EXERCISE DESCRIPTION
Your answer should be every line of the records that contains the word "loaded".

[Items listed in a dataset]
-------------------------
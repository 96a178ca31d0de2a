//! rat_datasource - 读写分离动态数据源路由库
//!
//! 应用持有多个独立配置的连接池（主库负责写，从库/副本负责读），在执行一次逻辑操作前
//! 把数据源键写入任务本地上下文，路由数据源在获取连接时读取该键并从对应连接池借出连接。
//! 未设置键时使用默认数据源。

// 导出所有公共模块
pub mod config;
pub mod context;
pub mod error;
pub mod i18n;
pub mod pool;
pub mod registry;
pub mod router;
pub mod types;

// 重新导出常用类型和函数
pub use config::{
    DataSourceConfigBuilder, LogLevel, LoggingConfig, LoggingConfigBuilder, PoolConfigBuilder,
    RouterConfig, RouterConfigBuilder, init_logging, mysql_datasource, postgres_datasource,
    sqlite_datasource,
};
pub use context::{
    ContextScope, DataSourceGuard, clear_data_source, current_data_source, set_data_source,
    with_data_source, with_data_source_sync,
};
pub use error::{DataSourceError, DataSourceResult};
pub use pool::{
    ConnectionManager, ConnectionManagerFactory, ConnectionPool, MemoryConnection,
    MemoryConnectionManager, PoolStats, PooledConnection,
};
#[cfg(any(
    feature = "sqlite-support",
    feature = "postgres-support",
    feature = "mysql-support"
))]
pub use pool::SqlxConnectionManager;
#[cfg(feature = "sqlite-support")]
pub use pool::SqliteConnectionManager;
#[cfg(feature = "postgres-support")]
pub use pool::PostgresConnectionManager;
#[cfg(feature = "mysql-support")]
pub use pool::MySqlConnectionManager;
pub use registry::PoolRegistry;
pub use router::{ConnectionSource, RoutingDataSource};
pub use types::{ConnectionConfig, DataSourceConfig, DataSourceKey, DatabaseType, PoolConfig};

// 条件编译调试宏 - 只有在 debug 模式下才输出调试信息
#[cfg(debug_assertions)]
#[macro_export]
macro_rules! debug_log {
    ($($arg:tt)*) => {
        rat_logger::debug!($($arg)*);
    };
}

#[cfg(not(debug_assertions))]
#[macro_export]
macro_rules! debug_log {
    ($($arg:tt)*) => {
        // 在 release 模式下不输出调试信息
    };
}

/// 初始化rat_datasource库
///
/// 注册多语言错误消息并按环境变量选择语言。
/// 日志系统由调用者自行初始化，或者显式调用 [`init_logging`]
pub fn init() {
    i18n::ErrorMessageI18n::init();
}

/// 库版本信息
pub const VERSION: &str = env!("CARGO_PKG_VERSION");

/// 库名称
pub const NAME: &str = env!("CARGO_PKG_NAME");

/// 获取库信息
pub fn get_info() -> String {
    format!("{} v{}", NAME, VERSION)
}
-------------------------
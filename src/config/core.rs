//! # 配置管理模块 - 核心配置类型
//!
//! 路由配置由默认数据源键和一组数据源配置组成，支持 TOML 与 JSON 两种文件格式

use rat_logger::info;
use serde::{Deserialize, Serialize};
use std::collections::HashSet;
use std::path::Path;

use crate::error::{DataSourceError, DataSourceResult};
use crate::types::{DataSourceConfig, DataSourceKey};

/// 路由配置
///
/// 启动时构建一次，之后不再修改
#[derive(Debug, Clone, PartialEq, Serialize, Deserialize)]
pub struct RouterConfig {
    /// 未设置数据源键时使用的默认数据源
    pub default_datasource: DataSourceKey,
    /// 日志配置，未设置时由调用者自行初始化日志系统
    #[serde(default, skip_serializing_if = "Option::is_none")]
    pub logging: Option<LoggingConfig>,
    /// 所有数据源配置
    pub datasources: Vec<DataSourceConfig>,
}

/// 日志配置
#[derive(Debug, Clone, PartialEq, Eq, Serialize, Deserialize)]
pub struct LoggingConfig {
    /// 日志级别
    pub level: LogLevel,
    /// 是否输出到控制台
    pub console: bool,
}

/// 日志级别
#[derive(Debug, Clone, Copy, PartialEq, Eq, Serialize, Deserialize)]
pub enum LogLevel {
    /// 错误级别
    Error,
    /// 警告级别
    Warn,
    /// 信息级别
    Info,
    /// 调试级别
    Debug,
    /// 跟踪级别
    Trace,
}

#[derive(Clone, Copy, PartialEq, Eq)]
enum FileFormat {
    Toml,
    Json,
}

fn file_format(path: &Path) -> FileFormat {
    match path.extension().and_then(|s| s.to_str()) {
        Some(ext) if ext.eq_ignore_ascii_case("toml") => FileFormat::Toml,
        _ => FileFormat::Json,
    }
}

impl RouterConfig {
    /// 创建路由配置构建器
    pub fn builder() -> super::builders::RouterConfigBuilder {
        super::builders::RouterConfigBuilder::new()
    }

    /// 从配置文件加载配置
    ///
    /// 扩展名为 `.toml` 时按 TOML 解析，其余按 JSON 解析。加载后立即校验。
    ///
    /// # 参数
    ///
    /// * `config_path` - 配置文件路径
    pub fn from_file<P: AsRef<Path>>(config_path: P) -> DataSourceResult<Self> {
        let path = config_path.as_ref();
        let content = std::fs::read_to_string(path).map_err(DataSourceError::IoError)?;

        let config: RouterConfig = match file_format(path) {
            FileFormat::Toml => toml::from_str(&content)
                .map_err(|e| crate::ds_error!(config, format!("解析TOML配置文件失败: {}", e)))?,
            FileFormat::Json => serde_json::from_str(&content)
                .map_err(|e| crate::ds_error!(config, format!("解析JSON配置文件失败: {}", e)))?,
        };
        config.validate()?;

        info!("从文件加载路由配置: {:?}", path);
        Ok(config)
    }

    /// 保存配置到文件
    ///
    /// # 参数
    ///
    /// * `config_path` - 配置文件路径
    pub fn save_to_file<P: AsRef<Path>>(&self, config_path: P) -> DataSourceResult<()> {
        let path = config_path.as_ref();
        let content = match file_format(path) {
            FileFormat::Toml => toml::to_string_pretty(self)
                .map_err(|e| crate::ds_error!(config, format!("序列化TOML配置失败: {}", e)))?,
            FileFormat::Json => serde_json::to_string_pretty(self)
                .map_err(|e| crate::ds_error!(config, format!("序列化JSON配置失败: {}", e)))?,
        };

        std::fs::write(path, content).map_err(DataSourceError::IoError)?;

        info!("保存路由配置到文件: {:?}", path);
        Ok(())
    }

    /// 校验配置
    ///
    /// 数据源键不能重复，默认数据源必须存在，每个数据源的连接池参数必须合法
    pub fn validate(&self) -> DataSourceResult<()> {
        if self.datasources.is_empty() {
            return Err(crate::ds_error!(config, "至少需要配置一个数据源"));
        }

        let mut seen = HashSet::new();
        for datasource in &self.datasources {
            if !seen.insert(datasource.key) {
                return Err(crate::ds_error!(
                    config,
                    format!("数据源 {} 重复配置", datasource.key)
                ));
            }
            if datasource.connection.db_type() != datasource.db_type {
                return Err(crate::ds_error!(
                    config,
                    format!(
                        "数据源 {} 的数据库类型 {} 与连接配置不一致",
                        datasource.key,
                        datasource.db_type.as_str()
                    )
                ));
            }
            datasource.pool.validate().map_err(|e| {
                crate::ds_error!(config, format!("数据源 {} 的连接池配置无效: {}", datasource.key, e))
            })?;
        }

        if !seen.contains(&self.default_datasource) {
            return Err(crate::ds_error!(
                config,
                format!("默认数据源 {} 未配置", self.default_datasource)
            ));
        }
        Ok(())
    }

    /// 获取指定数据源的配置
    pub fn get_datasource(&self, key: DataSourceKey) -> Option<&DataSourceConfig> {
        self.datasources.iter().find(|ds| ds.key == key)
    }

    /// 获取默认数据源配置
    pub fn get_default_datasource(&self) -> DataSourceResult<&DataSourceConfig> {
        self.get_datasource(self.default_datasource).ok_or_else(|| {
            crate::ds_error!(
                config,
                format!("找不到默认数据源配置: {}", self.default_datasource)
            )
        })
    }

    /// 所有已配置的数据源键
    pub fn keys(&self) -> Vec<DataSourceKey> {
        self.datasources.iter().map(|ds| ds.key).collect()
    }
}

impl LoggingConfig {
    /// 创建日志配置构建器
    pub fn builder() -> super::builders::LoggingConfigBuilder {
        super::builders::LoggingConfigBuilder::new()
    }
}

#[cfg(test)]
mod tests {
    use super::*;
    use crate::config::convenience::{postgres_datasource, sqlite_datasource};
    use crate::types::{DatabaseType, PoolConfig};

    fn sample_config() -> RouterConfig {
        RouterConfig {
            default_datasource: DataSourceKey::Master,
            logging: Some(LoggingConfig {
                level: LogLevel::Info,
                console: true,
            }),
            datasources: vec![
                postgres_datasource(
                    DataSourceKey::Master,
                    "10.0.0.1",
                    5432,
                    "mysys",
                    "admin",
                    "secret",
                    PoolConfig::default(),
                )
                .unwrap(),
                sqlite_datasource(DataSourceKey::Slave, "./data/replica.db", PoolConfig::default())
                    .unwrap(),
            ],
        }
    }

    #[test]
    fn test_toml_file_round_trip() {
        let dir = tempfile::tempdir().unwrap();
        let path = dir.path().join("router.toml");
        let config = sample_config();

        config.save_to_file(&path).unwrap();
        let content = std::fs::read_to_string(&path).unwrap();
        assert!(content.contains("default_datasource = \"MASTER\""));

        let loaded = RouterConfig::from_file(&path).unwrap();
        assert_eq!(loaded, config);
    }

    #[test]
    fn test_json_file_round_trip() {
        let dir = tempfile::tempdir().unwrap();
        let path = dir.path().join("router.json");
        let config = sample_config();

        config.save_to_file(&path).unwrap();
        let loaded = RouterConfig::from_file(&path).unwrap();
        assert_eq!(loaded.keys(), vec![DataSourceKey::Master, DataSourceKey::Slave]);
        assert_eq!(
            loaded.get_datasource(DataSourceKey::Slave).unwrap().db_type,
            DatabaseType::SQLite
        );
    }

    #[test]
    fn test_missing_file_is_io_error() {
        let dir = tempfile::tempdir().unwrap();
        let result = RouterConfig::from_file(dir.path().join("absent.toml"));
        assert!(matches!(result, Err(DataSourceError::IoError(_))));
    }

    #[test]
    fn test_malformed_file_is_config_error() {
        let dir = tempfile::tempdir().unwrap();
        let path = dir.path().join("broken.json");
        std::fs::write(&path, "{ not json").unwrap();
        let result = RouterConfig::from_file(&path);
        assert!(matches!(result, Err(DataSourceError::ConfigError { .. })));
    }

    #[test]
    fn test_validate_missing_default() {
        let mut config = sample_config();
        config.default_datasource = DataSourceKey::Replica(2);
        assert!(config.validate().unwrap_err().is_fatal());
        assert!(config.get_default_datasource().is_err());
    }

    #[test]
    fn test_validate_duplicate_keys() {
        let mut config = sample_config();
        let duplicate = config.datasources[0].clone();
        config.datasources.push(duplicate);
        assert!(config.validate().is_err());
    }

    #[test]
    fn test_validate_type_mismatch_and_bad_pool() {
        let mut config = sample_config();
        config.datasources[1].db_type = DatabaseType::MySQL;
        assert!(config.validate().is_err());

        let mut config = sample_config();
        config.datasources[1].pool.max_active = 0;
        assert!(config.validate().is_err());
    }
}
-------------------------
TASK ANSWER
        let loaded = RouterConfig::from_file(&path).unwrap();
        assert_eq!(loaded, config);
        let loaded = RouterConfig::from_file(&path).unwrap();
        assert_eq!(loaded.keys(), vec![DataSourceKey::Master, DataSourceKey::Slave]);
            loaded.get_datasource(DataSourceKey::Slave).unwrap().db_type,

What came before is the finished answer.